━━ Provided information

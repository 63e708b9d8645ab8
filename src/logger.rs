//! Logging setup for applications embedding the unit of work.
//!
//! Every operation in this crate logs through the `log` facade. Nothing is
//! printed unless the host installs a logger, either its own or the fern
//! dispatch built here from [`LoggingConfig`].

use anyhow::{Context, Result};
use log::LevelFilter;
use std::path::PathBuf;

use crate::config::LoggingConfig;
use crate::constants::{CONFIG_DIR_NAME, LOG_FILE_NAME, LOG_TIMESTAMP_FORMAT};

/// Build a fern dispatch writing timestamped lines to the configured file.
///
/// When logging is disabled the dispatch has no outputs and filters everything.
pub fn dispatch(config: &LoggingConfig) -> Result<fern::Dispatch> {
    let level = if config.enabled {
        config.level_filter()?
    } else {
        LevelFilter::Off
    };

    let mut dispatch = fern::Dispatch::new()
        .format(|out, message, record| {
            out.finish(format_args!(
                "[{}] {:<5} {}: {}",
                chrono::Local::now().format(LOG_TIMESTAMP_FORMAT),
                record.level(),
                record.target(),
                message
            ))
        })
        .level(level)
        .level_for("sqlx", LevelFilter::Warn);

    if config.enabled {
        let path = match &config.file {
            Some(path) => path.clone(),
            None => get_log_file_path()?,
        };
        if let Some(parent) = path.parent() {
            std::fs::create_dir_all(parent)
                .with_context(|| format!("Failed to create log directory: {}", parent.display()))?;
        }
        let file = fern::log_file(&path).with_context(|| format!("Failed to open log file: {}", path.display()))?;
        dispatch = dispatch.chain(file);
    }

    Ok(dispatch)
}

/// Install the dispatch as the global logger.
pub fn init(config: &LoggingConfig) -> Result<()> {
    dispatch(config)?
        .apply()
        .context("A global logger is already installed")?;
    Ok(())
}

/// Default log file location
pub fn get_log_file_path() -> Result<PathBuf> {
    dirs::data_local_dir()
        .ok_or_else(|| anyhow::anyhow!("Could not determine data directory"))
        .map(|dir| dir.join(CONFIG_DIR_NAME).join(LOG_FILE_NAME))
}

━━━━

▶ [Work task]
How many lines in the records contain the string "display"? Give the number by itself.

▶ [Answer to this problem]
2